Quelle était le principal moteur de la campagne des Démocrates Suédois ?

 

Les Démocrates Suédois centrent leur discours presque entièrement sur l’immigration et l’ordre public.

Au cours des derniers mois de la crise énergétique imminente, les Démocrates Suédois et le reste de la droite ont ajouté le « populisme énergétique » à leur répertoire. Ils ont essayé de dépeindre la gauche et les écologistes comme une menace pour « les personnes ordinaires qui travaillent dur, possèdent une maison et conduisent une voiture ». Cela s’adressait aux travailleur.euses manuel.les de la campagne, où la plupart des citoyen.nes vivent dans des maisons et sont souvent dépendant.es de la voiture.

Ont-ils en quelque sorte normalisé leur image politique ces dernières années, comme Meloni en Italie ou Le Pen en France ? 
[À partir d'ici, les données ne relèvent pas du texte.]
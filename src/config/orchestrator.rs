//! Orchestrator and health check configuration types.

use serde::{Deserialize, Serialize};
use std::time::Duration;

use crate::model::{DEFAULT_RETRY_INTERVAL_SECONDS, DEFAULT_TIMEOUT_SECONDS};

/// Orchestrator configuration.
#[derive(Debug, Clone, Serialize, Deserialize)]
#[serde(default)]
pub struct OrchestratorConfig {
    /// Timeout applied to edges that omit `timeout_seconds`.
    pub default_timeout_seconds: u64,

    /// Poll interval applied to edges that omit `retry_interval_seconds`.
    pub default_retry_interval_seconds: u64,

    /// Floor for readiness polling, used when an edge asks for 0 seconds.
    pub min_poll_interval_ms: u64,

    /// Timeout for start/stop commands run by the exec controller.
    pub launch_timeout_seconds: u64,
}

impl Default for OrchestratorConfig {
    fn default() -> Self {
        Self {
            default_timeout_seconds: DEFAULT_TIMEOUT_SECONDS,
            default_retry_interval_seconds: DEFAULT_RETRY_INTERVAL_SECONDS,
            min_poll_interval_ms: 100,
            launch_timeout_seconds: 60,
        }
    }
}

impl OrchestratorConfig {
    /// Polling floor as a duration.
    pub fn min_poll_interval(&self) -> Duration {
        Duration::from_millis(self.min_poll_interval_ms)
    }
}

/// Health check configuration.
#[derive(Debug, Clone, Serialize, Deserialize)]
#[serde(default)]
pub struct HealthConfig {
    /// HTTP request timeout for health endpoints.
    pub http_timeout_seconds: u64,

    /// Timeout for status commands.
    pub command_timeout_seconds: u64,
}

impl Default for HealthConfig {
    fn default() -> Self {
        Self {
            http_timeout_seconds: 5,
            command_timeout_seconds: 10,
        }
    }
}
Au contraire, les autres partis de droite se sont rapprochés de plus en plus de la ligne politique des Démocrates Suédois au cours des deux dernières années. Le grand changement est arrivé quelques années auparavant lorsque les Démocrates Suédois ont rencontré l’association des employeurs suédois et ont abandonné un certain nombre de leurs positions qui étaient moins à droite, comme leur ancienne opposition à la spéculation privée au sein de l’État-providence.

Sur les problématiques sociales et économiques, ils avaient l’habitude de se positionner quelque part au milieu du spectre politique en employant une forme de populisme social, avec la formule « Pourquoi ne prenons-nous pas soin des nôtres d’abord ? ». Au fil du temps, l’ordre public a progressivement dominé leur discours, en dépeignant le pays comme étant en plein effondrement et au bord de la guerre civile.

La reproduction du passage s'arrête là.